Après une première évaluation de l’Observatoire national du développement humain (ONDH), une nouvelle étude s’est intéressée de près à l’impact du programme des écoles pionnières (Pioneer School Programc-PSP, ndlr), lancées dans 626 écoles primaires publiques du Maroc en septembre 2023. Cette fois encore, les résultats sont encourageants.

L’étude en question a été rendue publique le 24 septembre dernier. Elle a été réalisée par le Morocco Innovation and Evaluation Lab (MEL), une initiative née d’une collaboration avec l’Université Mohammed VI Polytechnique (UM6P), le Abdul Latif Jameel Poverty Action Lab (J-PAL) de l’Institut de technologie du Massachusetts (MIT) et le Harvard Center for International Development. Le MEL a pour principal objectif de promouvoir « l’utilisation de preuves scientifiques rigoureuses pour améliorer l’efficacité des politiques et programmes au Maroc et pour que la recherche soit traduite en actions concrètes, contribuant ainsi au développement de long terme du pays« .

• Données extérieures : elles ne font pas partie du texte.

//! Command-line arguments.

use clap::Parser;
use std::path::PathBuf;

/// Automotive import analytics: KPIs, rankings, market share, growth and
/// insights from a CSV of import records.
///
/// Examples:
///   auto_imports_report --input imports.csv
///   auto_imports_report --input imports.csv --year 2024 --month 10 --top 5
///   auto_imports_report --input imports.csv --brand Toyota --no-json
///   auto_imports_report --init-config
#[derive(Parser, Debug, Clone)]
#[command(author, version, about, long_about = None)]
pub struct Args {
    /// CSV file with fecha/marca/modelo/tipo_vehiculo/unidades columns
    /// (English headers date/brand/model/type/units also work)
    #[arg(short, long, value_name = "FILE", required_unless_present = "init_config")]
    pub input: Option<PathBuf>,

    /// Configuration file (defaults to autoimports.toml when present)
    #[arg(short, long, value_name = "FILE", env = "AUTOIMPORTS_CONFIG")]
    pub config: Option<PathBuf>,

    /// Reference year for monthly/yearly comparisons
    #[arg(long)]
    pub year: Option<i32>,

    /// Reference month (1-12)
    #[arg(long, value_parser = clap::value_parser!(u32).range(1..=12))]
    pub month: Option<u32>,

    /// Number of entries in the brand and model rankings
    #[arg(long, value_name = "N")]
    pub top: Option<usize>,

    /// Only keep records from this year
    #[arg(long)]
    pub filter_year: Option<i32>,

    /// Only keep records from this month
    #[arg(long, value_parser = clap::value_parser!(u32).range(1..=12))]
    pub filter_month: Option<u32>,

    /// Only keep records of this brand
    #[arg(long)]
    pub brand: Option<String>,

    /// Only keep records of this model
    #[arg(long)]
    pub model: Option<String>,

    /// Only keep records of this vehicle type
    #[arg(long)]
    pub vehicle_type: Option<String>,

    /// Directory for the report files
    #[arg(short, long, value_name = "DIR")]
    pub output_dir: Option<PathBuf>,

    /// Skip writing CSV reports
    #[arg(long)]
    pub no_csv: bool,

    /// Skip writing JSON reports
    #[arg(long)]
    pub no_json: bool,

    /// Write a default configuration file and exit
    #[arg(long)]
    pub init_config: bool,

    /// Enable debug logging
    #[arg(short, long, conflicts_with = "quiet")]
    pub verbose: bool,

    /// Only log errors
    #[arg(short, long)]
    pub quiet: bool,
}

impl Args {
    pub fn log_level(&self) -> tracing::Level {
        if self.quiet {
            tracing::Level::ERROR
        } else if self.verbose {
            tracing::Level::DEBUG
        } else {
            tracing::Level::INFO
        }
    }
}
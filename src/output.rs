use crate::error::OutputError;
use crate::types::{
    GrowthRow, KpiRow, KpiSet, MarketShareItem, MarketShareRow, NewVehicle, NewVehicleRow,
    RankingItem, RankingRow,
};
use crate::util::{format_int, format_number};
use serde::Serialize;
use std::path::Path;
use tabled::{settings::Style, Table, Tabled};

pub fn write_csv<T: Serialize>(path: &Path, rows: &[T]) -> Result<(), OutputError> {
    let mut wtr = csv::Writer::from_path(path)?;
    for r in rows {
        wtr.serialize(r)?;
    }
    wtr.flush()?;
    Ok(())
}

pub fn write_json<T: Serialize + ?Sized>(path: &Path, value: &T) -> Result<(), OutputError> {
    let s = serde_json::to_string_pretty(value)?;
    std::fs::write(path, s)?;
    Ok(())
}

/// Markdown table of the first `max_rows` rows, or `(no rows)`.
pub fn render_table_rows<T>(rows: &[T], max_rows: usize) -> String
where
    T: Tabled + Clone,
{
    let slice: Vec<T> = rows.iter().take(max_rows).cloned().collect();
    if slice.is_empty() {
        return "(no rows)".to_string();
    }
    Table::new(slice).with(Style::markdown()).to_string()
}

pub fn preview_table_rows<T>(rows: &[T], max_rows: usize)
where
    T: Tabled + Clone,
{
    println!("{}\n", render_table_rows(rows, max_rows));
}

pub fn kpi_rows(kpis: &KpiSet) -> Vec<KpiRow> {
    let row = |metric: &str, value: String| KpiRow {
        metric: metric.to_string(),
        value,
    };
    vec![
        row("Total vehicles imported", format_int(kpis.total_vehicles)),
        row("Active brands", format_int(kpis.total_brands)),
        row("Active models", format_int(kpis.total_models)),
        row(
            "Monthly variation %",
            format_number(kpis.monthly_variation, 1),
        ),
        row("Yearly variation %", format_number(kpis.yearly_variation, 1)),
    ]
}

pub fn ranking_rows(items: &[RankingItem]) -> Vec<RankingRow> {
    items
        .iter()
        .enumerate()
        .map(|(idx, item)| RankingRow {
            rank: idx + 1,
            name: item.name.clone(),
            value: format_int(item.value),
        })
        .collect()
}

pub fn market_share_rows(items: &[MarketShareItem]) -> Vec<MarketShareRow> {
    items
        .iter()
        .map(|item| MarketShareRow {
            brand: item.name.clone(),
            units: format_int(item.value),
            share_pct: format_number(item.percentage, 2),
        })
        .collect()
}

pub fn growth_rows(items: &[RankingItem]) -> Vec<GrowthRow> {
    items
        .iter()
        .map(|item| GrowthRow {
            brand: item.name.clone(),
            units: format_int(item.value),
            growth_pct: format_number(item.growth.unwrap_or(0.0), 1),
        })
        .collect()
}

pub fn new_vehicle_rows(items: &[NewVehicle]) -> Vec<NewVehicleRow> {
    items
        .iter()
        .map(|v| NewVehicleRow {
            brand: v.brand.clone(),
            model: v.model.clone(),
            vehicle_type: v.vehicle_type.clone(),
            units: format_int(v.units),
        })
        .collect()
}
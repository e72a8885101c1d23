//! Natural-language summaries built on top of the aggregations in
//! [`crate::reports`].

use crate::reports::{compute_brand_growth, detect_new_vehicles, rank_brands, rank_vehicle_types};
use crate::types::ImportRecord;
use crate::util::format_int;
use std::fmt;
use tracing::debug;

/// One notable pattern found in the data, with the values it reports.
#[derive(Debug, Clone, PartialEq)]
pub enum Insight {
    MarketLeader { brand: String, units: u64 },
    GrowthLeader { brand: String, growth: f64 },
    DominantVehicleType { vehicle_type: String, units: u64 },
    NewModels { count: usize },
}

impl fmt::Display for Insight {
    fn fmt(&self, f: &mut fmt::Formatter<'_>) -> fmt::Result {
        match self {
            Insight::MarketLeader { brand, units } => write!(
                f,
                "{} leads the market with {} units imported.",
                brand,
                format_int(*units)
            ),
            Insight::GrowthLeader { brand, growth } => write!(
                f,
                "{} leads growth with a {:.1}% increase in the latest month.",
                brand, growth
            ),
            Insight::DominantVehicleType {
                vehicle_type,
                units,
            } => write!(
                f,
                "Vehicles of type {} dominate imports with {} units.",
                vehicle_type,
                format_int(*units)
            ),
            Insight::NewModels { count } => write!(
                f,
                "{} new models were detected in the market this month.",
                count
            ),
        }
    }
}

/// Insights in fixed order: market leader, growth leader, dominant vehicle
/// type, new models. Each is present only when its source data is.
pub fn detect_insights(
    records: &[ImportRecord],
    reference_year: i32,
    reference_month: u32,
) -> Vec<Insight> {
    let mut insights = Vec::new();

    if let Some(leader) = rank_brands(records, 3).into_iter().next() {
        insights.push(Insight::MarketLeader {
            brand: leader.name,
            units: leader.value,
        });
    }

    let growth_leader = compute_brand_growth(records, reference_year, reference_month)
        .into_iter()
        .find_map(|b| match b.growth {
            Some(g) if g > 0.0 => Some((b.name, g)),
            _ => None,
        });
    if let Some((brand, growth)) = growth_leader {
        insights.push(Insight::GrowthLeader { brand, growth });
    }

    if let Some(top_type) = rank_vehicle_types(records).into_iter().next() {
        insights.push(Insight::DominantVehicleType {
            vehicle_type: top_type.name,
            units: top_type.value,
        });
    }

    let new_models = detect_new_vehicles(records, reference_year, reference_month).len();
    if new_models > 0 {
        insights.push(Insight::NewModels { count: new_models });
    }

    debug!(count = insights.len(), reference_year, reference_month, "insights generated");
    insights
}

pub fn generate_insights(
    records: &[ImportRecord],
    reference_year: i32,
    reference_month: u32,
) -> Vec<String> {
    detect_insights(records, reference_year, reference_month)
        .iter()
        .map(ToString::to_string)
        .collect()
}

#[cfg(test)]
mod tests {
    use super::*;

    fn rec(brand: &str, model: &str, vtype: &str, units: u64, year: i32, month: u32) -> ImportRecord {
        ImportRecord {
            id: String::new(),
            date: String::new(),
            brand: brand.to_string(),
            model: model.to_string(),
            vehicle_type: vtype.to_string(),
            units,
            year,
            month,
        }
    }

    #[test]
    fn empty_input_has_no_insights() {
        assert!(generate_insights(&[], 2024, 10).is_empty());
    }

    #[test]
    fn all_four_insights_in_order() {
        let records = vec![
            rec("Toyota", "Hilux", "Pickup", 1200, 2024, 10),
            rec("Toyota", "Hilux", "Pickup", 1000, 2024, 9),
            rec("Toyota", "Hilux", "Pickup", 900, 2023, 10),
            rec("BYD", "Seal", "EV", 30, 2024, 10),
        ];
        let insights = detect_insights(&records, 2024, 10);
        assert_eq!(
            insights,
            vec![
                Insight::MarketLeader { brand: "Toyota".into(), units: 3100 },
                Insight::GrowthLeader { brand: "Toyota".into(), growth: 20.0 },
                Insight::DominantVehicleType { vehicle_type: "Pickup".into(), units: 3100 },
                Insight::NewModels { count: 1 },
            ]
        );

        let text = generate_insights(&records, 2024, 10);
        assert_eq!(text[0], "Toyota leads the market with 3,100 units imported.");
        assert_eq!(text[1], "Toyota leads growth with a 20.0% increase in the latest month.");
        assert_eq!(text[2], "Vehicles of type Pickup dominate imports with 3,100 units.");
        assert_eq!(text[3], "1 new models were detected in the market this month.");
    }

    #[test]
    fn growth_leader_is_first_positive_brand() {
        let records = vec![
            rec("Kia", "Rio", "Sedan", 50, 2024, 10),
            rec("Kia", "Rio", "Sedan", 100, 2024, 9),
            rec("Ford", "Ranger", "Pickup", 110, 2024, 10),
            rec("Ford", "Ranger", "Pickup", 100, 2024, 9),
        ];
        let insights = detect_insights(&records, 2024, 10);
        assert!(insights.contains(&Insight::GrowthLeader { brand: "Ford".into(), growth: 10.0 }));
    }

    #[test]
    fn no_growth_insight_when_nothing_grew() {
        let records = vec![
            rec("Kia", "Rio", "Sedan", 50, 2024, 10),
            rec("Kia", "Rio", "Sedan", 100, 2024, 9),
            rec("Kia", "Rio", "Sedan", 10, 2023, 1),
        ];
        let insights = detect_insights(&records, 2024, 10);
        assert_eq!(insights.len(), 2);
        assert!(!insights
            .iter()
            .any(|i| matches!(i, Insight::GrowthLeader { .. } | Insight::NewModels { .. })));
    }

    #[test]
    fn only_history_outside_reference_month() {
        // Data exists, but nothing for the reference month: leader and type only.
        let records = vec![rec("Mazda", "CX-5", "SUV", 40, 2023, 5)];
        let text = generate_insights(&records, 2024, 10);
        assert_eq!(text.len(), 2);
        assert!(text[0].starts_with("Mazda leads the market"));
        assert!(text[1].contains("SUV"));
    }
}
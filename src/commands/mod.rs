pub mod goals;
pub mod ingest;
pub mod review;
pub mod status;

use serde::ser::{Serialize, SerializeStruct, Serializer};
use std::fmt;

/// What a subcommand prints. Any issue makes the process exit non-zero.
#[derive(Debug, Clone)]
pub struct CommandReport {
    pub command: &'static str,
    pub details: Vec<String>,
    pub issues: Vec<String>,
}

impl CommandReport {
    pub fn new(command: &'static str) -> Self {
        Self {
            command,
            details: Vec::new(),
            issues: Vec::new(),
        }
    }

    pub fn is_ok(&self) -> bool {
        self.issues.is_empty()
    }

    pub fn detail(&mut self, text: impl Into<String>) {
        self.details.push(text.into());
    }

    pub fn issue(&mut self, text: impl Into<String>) {
        self.issues.push(text.into());
    }

    /// Turns outstanding issues into an error for the exit code.
    pub fn into_result(self) -> anyhow::Result<()> {
        if self.is_ok() {
            return Ok(());
        }
        anyhow::bail!(
            "{} finished with {} issue(s)",
            self.command,
            self.issues.len()
        )
    }
}

impl Serialize for CommandReport {
    fn serialize<S: Serializer>(&self, serializer: S) -> Result<S::Ok, S::Error> {
        let mut s = serializer.serialize_struct("CommandReport", 4)?;
        s.serialize_field("command", self.command)?;
        s.serialize_field("ok", &self.is_ok())?;
        s.serialize_field("details", &self.details)?;
        s.serialize_field("issues", &self.issues)?;
        s.end()
    }
}

impl fmt::Display for CommandReport {
    fn fmt(&self, f: &mut fmt::Formatter<'_>) -> fmt::Result {
        let state = if self.is_ok() { "ok" } else { "issues" };
        writeln!(f, "{}: {state}", self.command)?;
        for line in &self.details {
            writeln!(f, "  {line}")?;
        }
        for line in &self.issues {
            writeln!(f, "  ! {line}")?;
        }
        Ok(())
    }
}
use crate::error::StateCorruptionError;
use anyhow::{Context, Result};
use chrono::{DateTime, Local, NaiveDate, SecondsFormat};
use serde::{Deserialize, Serialize};
use serde_json::Value;
use std::collections::BTreeMap;
use std::fs;
use std::io::Write;
use std::path::{Path, PathBuf};
use tempfile::NamedTempFile;

/// Cross-run memory: goals, per-day summaries, and when the last run ended.
#[derive(Debug, Clone, Default, PartialEq, Serialize, Deserialize)]
#[serde(default)]
pub struct TrajectoryState {
    pub current_goals: Vec<String>,
    pub project_trajectories: BTreeMap<String, Vec<String>>,
    pub last_run: Option<String>,
    /// Keys written by other tools are carried through untouched.
    #[serde(flatten)]
    pub extra: BTreeMap<String, Value>,
}

impl TrajectoryState {
    pub fn summaries_for(&self, day: NaiveDate) -> &[String] {
        self.project_trajectories
            .get(&day_key(day))
            .map(Vec::as_slice)
            .unwrap_or_default()
    }
}

pub fn day_key(day: NaiveDate) -> String {
    day.format("%Y-%m-%d").to_string()
}

#[derive(Debug)]
pub struct TrajectoryStore {
    path: PathBuf,
    state: TrajectoryState,
}

impl TrajectoryStore {
    /// Missing file means a fresh vault; an unreadable one is fatal.
    pub fn load(path: &Path) -> Result<Self> {
        let state = load_state(path)?;
        Ok(Self {
            path: path.to_path_buf(),
            state,
        })
    }

    pub fn state(&self) -> &TrajectoryState {
        &self.state
    }

    pub fn record_summary(&mut self, day: NaiveDate, summary: &str) {
        self.state
            .project_trajectories
            .entry(day_key(day))
            .or_default()
            .push(summary.to_string());
    }

    pub fn mark_run(&mut self, at: DateTime<Local>) {
        self.state.last_run = Some(at.to_rfc3339_opts(SecondsFormat::Secs, false));
    }

    pub fn add_goal(&mut self, goal: &str) -> bool {
        let goal = goal.trim();
        if goal.is_empty() || self.state.current_goals.iter().any(|g| g == goal) {
            return false;
        }
        self.state.current_goals.push(goal.to_string());
        true
    }

    pub fn clear_goals(&mut self) -> usize {
        let removed = self.state.current_goals.len();
        self.state.current_goals.clear();
        removed
    }

    pub fn save(&self) -> Result<()> {
        save_state(&self.path, &self.state)
    }
}

pub fn load_state(path: &Path) -> Result<TrajectoryState> {
    if !path.exists() {
        return Ok(TrajectoryState::default());
    }

    let raw =
        fs::read_to_string(path).with_context(|| format!("failed to read {}", path.display()))?;
    let parsed: TrajectoryState =
        serde_json::from_str(&raw).map_err(|err| StateCorruptionError {
            path: path.to_path_buf(),
            reason: err.to_string(),
        })?;
    Ok(parsed)
}

/// Writes a sibling temp file and renames it over the old state, so a crash
/// leaves either the previous document or the new one.
pub fn save_state(path: &Path, state: &TrajectoryState) -> Result<()> {
    let parent = path
        .parent()
        .filter(|p| !p.as_os_str().is_empty())
        .unwrap_or(Path::new("."));
    fs::create_dir_all(parent).with_context(|| format!("failed to create {}", parent.display()))?;

    let data = serde_json::to_string_pretty(state)?;
    let mut tmp = NamedTempFile::new_in(parent)
        .with_context(|| format!("failed to create temp file in {}", parent.display()))?;
    tmp.write_all(format!("{data}\n").as_bytes())?;
    tmp.as_file().sync_all()?;
    tmp.persist(path)
        .with_context(|| format!("failed to replace {}", path.display()))?;
    Ok(())
}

C’est dans cette optique qu’une équipe du MEL a décidé de mesurer les effets du programme des écoles pionnières au Maroc, qui s’inspire du Groupe consultatif sur les bases factuelles de l’éducation dans le monde (Global Education Evidence Advisory Panel, GEEAP) 2023 et combine deux de ses recommandations sur la manière de résoudre la crise de l’apprentissage dans les pays à revenu faible et intermédiaire, lit-on dans l’étude.

Contexte peu reluisant

Mais avant de s’intéresser aux résultats du programme, l’étude rappelle le contexte de l’éducation au Maroc qu’il y a quelques années en arrière : « Au début des années 2000, le Maroc affichait des résultats scolaires parmi les plus faibles par rapport aux autres pays à revenu faible ou intermédiaire. Bien que le Maroc ait réalisé des progrès remarquables en matière d’éducation ces dernières années, les niveaux d’apprentissage des élèves du primaire du pays sont toujours alarmant ». Une preuve parmi d’autres : dans l’évaluation du Programme international de recherche en lecture scolaire (PIRLS) 2021, les élèves de quatrième année du Maroc se classaient avant-derniers, sur un total de sur 57 pays évalués. Pire : plus de la moitié des élèves (59 %) n’atteignaient pas le niveau de compétence minimum.

De même, dans l’évaluation TIMSS (Trends in Mathematics and Science Study) 2019, le Maroc se classait parmi les pays les moins performants en mathématiques, sur 64 pays évalués, et plus de la moitié des élèves (57 %) n’atteignaient pas le niveau de compétence minimum. Cela soulève la question de ce qui peut être fait pour améliorer l’apprentissage des élèves au Maroc. Aujourd’hui, on est en loin de ce sombre tableau, notamment grâce aux écoles pionnières.

Remédiation ciblée

Pour résoudre le problème des très faibles niveaux d’apprentissage dans les écoles primaires publiques et réduire le décrochage scolaire, le ministère de l’Éducation nationale, de l’Enseignement préscolaire et des sports s’est, en effet, tourné vers les données mondiales sur les meilleures pratiques d’intervention qui ont réussi à résoudre la crise mondiale de l’apprentissage qui sévit dans de nombreux pays à revenu faible et intermédiaire, souligne-t-on.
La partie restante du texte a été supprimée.